● **Excerpted records**
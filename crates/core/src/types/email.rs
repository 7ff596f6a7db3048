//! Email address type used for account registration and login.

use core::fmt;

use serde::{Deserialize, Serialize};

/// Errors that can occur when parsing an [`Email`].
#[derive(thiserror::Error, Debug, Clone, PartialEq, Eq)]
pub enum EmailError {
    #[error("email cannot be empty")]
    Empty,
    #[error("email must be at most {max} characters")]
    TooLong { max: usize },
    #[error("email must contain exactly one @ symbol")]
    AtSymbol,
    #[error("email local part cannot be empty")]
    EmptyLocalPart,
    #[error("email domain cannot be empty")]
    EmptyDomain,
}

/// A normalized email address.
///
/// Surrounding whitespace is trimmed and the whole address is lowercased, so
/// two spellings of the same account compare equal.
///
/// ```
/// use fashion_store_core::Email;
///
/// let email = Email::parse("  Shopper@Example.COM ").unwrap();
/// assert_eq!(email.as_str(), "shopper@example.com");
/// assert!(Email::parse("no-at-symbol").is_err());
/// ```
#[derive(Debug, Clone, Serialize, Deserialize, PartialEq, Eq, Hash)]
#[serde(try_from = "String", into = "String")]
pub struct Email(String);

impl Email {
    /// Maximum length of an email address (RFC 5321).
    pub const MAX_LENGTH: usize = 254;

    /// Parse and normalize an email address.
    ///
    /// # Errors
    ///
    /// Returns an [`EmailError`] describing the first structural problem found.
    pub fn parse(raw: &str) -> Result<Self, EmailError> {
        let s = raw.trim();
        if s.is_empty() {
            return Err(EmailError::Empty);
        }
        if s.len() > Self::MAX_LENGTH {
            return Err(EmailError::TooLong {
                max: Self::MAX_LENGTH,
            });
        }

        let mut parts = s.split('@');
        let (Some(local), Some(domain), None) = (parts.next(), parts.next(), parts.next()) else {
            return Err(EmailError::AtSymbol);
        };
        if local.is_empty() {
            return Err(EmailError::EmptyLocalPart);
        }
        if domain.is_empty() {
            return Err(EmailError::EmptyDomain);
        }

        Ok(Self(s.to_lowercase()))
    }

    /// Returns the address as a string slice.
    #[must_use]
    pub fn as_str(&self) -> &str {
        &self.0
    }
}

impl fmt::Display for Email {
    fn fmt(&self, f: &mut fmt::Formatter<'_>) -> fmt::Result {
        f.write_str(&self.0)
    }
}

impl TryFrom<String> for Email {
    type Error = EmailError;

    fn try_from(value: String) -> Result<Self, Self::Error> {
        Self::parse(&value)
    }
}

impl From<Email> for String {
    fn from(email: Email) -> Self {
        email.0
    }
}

--

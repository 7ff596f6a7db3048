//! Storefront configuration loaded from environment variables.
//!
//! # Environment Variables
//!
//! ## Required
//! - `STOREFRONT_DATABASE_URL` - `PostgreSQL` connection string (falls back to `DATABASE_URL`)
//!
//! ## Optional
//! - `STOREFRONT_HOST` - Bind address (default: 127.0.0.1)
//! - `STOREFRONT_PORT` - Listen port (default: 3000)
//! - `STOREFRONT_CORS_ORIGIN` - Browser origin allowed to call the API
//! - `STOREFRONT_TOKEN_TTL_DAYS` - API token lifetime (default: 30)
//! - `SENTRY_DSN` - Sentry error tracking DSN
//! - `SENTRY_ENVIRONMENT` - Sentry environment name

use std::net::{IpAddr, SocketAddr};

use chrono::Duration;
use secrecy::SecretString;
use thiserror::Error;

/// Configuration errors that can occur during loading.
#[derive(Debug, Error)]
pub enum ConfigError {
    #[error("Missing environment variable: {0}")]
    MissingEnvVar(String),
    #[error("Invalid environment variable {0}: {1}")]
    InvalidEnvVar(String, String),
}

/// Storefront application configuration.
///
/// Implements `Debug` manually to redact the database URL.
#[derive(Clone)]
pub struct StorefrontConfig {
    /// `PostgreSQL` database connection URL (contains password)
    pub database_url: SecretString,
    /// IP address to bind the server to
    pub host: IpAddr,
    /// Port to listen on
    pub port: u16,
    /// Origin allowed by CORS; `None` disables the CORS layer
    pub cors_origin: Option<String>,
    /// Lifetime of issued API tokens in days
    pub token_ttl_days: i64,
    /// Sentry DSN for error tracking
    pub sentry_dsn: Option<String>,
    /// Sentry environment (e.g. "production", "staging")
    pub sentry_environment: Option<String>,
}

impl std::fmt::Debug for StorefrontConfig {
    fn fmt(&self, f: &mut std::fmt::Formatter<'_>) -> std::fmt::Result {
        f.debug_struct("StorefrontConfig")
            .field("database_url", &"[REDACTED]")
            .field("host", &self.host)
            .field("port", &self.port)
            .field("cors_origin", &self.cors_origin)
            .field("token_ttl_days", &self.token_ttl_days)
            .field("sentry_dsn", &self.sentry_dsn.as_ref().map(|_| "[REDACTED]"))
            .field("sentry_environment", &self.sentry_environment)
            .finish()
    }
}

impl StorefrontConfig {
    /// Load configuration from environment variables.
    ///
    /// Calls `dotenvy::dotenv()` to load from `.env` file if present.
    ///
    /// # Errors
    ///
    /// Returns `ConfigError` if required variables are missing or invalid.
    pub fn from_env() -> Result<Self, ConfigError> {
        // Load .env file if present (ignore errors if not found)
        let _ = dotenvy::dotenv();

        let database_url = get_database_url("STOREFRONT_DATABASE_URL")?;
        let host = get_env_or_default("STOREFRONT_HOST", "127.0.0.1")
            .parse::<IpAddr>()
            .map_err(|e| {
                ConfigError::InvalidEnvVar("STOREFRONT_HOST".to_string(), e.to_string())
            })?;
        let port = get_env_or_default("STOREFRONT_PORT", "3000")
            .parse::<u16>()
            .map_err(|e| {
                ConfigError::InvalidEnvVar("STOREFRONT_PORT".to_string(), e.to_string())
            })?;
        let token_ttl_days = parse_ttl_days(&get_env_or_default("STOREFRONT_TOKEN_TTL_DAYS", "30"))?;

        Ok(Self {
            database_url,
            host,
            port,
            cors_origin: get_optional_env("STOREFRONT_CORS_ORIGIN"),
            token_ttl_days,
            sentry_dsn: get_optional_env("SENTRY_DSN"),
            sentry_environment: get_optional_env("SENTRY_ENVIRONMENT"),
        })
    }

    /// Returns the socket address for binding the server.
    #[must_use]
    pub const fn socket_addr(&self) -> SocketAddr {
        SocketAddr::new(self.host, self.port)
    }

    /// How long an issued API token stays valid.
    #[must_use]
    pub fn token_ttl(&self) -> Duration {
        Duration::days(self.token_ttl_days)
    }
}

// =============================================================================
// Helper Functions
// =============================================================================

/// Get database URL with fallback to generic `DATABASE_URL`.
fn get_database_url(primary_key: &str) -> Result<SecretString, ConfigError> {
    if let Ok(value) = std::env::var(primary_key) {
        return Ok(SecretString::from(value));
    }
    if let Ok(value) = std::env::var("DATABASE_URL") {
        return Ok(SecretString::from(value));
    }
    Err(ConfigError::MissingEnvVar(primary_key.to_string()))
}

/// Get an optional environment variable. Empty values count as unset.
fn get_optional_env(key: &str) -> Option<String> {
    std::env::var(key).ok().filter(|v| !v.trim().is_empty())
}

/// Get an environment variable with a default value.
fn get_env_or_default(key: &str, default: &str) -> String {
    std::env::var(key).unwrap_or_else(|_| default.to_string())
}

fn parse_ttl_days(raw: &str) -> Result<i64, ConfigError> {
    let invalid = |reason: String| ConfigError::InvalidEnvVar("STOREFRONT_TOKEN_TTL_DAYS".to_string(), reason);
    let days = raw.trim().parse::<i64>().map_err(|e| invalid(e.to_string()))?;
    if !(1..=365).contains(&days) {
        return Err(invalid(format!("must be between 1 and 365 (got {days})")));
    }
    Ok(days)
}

● **Problem statement**
Check each line above for the word "dotenv", and copy the lines where it appears.

● **Finished task**
    /// Calls `dotenvy::dotenv()` to load from `.env` file if present.
        let _ = dotenvy::dotenv();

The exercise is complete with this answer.